| What the task requires |
Extract the lines from the first line of the records below through the line containing "const ADMIN_PAGE_SIZE: usize = 1000;", inclusive, and reproduce them exactly as written.

++++++++

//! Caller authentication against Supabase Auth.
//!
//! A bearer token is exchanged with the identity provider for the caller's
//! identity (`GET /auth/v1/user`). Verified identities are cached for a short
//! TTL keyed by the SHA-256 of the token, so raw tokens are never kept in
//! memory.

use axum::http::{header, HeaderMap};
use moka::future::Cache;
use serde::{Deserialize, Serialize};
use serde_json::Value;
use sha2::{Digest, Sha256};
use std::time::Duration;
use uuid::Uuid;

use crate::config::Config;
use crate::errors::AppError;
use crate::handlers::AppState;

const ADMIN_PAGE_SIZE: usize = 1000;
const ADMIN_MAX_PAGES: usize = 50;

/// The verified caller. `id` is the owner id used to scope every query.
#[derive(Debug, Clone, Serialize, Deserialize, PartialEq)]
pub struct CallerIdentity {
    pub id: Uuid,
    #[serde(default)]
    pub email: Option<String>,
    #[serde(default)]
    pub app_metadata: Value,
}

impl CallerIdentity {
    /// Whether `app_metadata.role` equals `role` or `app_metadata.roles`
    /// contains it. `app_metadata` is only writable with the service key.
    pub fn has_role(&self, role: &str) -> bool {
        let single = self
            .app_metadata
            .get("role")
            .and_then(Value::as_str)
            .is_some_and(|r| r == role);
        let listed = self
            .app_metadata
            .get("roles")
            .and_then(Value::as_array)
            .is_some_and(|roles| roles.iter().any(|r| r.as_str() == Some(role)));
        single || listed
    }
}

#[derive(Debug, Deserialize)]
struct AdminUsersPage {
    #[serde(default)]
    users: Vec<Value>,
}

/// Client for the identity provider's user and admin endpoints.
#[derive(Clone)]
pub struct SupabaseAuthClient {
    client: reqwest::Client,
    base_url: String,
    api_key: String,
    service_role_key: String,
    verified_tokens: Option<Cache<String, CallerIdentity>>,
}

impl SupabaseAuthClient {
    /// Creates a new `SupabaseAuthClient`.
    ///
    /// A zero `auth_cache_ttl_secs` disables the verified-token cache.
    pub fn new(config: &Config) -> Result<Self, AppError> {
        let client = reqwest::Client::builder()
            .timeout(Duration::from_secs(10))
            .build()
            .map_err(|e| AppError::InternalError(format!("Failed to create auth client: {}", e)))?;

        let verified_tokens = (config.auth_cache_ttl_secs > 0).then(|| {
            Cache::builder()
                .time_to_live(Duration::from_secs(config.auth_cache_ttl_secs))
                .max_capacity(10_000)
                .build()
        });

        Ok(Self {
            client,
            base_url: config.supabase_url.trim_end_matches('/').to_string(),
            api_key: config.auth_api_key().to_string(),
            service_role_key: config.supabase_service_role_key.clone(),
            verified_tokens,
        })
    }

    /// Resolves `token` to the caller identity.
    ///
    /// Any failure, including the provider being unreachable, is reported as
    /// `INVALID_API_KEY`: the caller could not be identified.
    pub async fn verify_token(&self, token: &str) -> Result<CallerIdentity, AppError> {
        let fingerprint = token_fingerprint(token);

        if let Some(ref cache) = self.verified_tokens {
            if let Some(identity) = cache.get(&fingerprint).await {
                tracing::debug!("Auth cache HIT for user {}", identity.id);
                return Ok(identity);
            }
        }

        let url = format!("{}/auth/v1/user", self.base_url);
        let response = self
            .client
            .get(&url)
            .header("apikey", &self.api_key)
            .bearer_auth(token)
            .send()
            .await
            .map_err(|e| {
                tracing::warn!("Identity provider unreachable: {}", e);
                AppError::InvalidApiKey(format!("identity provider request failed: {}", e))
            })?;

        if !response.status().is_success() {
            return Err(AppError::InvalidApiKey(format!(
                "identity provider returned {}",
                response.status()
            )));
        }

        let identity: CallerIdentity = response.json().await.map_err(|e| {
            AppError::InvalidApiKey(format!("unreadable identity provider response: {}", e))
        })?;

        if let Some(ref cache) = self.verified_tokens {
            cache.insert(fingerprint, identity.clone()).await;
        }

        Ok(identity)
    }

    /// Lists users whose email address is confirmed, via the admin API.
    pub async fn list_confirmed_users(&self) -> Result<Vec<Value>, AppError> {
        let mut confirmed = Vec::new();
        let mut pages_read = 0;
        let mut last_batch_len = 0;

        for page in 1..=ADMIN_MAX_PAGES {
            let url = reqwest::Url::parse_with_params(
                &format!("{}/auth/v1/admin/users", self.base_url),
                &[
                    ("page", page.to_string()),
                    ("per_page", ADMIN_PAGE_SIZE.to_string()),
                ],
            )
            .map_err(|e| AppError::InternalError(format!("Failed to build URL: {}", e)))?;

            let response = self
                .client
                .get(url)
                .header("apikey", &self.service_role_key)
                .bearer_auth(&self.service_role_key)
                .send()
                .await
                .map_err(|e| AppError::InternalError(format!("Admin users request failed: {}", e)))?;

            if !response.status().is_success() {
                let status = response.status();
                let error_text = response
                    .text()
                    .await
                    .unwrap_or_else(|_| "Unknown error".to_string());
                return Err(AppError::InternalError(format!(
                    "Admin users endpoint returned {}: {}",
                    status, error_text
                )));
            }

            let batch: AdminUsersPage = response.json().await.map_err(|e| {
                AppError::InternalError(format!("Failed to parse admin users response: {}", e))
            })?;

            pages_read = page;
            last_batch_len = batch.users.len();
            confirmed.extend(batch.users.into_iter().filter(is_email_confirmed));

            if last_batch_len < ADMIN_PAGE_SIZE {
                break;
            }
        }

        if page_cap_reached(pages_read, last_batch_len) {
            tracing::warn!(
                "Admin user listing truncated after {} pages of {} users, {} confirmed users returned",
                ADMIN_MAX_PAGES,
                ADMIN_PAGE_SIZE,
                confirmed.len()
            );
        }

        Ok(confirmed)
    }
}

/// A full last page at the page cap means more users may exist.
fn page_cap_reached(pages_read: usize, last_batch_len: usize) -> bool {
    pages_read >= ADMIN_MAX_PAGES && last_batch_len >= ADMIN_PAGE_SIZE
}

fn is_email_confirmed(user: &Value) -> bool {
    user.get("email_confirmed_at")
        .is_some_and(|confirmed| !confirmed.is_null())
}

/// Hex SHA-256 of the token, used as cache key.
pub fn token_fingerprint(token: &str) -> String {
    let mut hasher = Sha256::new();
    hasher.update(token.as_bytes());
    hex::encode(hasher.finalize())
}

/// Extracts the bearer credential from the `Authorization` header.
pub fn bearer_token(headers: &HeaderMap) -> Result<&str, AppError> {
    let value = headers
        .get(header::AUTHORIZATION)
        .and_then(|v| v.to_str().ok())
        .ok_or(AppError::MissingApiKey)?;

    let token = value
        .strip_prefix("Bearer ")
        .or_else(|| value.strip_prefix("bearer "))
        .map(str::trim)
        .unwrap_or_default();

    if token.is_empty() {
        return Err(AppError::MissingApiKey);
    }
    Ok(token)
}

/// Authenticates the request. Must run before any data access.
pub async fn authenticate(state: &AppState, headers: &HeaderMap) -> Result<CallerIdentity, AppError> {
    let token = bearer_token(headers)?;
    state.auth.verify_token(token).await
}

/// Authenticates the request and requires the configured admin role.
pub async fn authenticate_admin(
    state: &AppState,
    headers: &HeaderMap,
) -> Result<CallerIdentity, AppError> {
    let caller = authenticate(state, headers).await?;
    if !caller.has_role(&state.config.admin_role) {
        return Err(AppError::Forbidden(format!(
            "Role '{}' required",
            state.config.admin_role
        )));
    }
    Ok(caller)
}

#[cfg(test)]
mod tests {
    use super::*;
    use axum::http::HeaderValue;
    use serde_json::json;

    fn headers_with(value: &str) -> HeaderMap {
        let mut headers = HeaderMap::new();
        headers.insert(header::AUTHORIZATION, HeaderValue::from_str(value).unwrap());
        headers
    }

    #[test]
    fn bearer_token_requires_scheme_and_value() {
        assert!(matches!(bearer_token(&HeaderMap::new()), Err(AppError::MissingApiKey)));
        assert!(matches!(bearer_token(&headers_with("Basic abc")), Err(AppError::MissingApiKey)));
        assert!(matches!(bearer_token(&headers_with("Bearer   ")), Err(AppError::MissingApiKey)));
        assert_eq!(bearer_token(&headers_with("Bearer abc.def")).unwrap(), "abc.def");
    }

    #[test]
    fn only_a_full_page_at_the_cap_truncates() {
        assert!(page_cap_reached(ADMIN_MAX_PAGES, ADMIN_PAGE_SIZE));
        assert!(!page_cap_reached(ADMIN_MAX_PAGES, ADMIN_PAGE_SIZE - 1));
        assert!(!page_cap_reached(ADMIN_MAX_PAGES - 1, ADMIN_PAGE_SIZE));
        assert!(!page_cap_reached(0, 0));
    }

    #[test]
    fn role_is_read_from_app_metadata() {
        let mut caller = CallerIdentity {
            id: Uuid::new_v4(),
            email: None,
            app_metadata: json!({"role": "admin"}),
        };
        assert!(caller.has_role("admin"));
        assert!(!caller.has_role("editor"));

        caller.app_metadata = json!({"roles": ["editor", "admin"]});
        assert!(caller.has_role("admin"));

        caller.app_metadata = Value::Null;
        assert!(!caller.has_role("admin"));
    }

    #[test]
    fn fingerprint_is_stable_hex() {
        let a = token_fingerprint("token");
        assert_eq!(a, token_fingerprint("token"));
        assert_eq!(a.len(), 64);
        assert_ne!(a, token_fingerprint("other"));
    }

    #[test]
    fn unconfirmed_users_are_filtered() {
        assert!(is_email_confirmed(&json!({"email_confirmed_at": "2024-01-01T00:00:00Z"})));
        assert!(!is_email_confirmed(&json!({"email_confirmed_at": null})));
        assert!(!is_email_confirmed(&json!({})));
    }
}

++++++++

| Reply |
//! Caller authentication against Supabase Auth.
//!
//! A bearer token is exchanged with the identity provider for the caller's
//! identity (`GET /auth/v1/user`). Verified identities are cached for a short
//! TTL keyed by the SHA-256 of the token, so raw tokens are never kept in
//! memory.

use axum::http::{header, HeaderMap};
use moka::future::Cache;
use serde::{Deserialize, Serialize};
use serde_json::Value;
use sha2::{Digest, Sha256};
use std::time::Duration;
use uuid::Uuid;

use crate::config::Config;
use crate::errors::AppError;
use crate::handlers::AppState;

const ADMIN_PAGE_SIZE: usize = 1000;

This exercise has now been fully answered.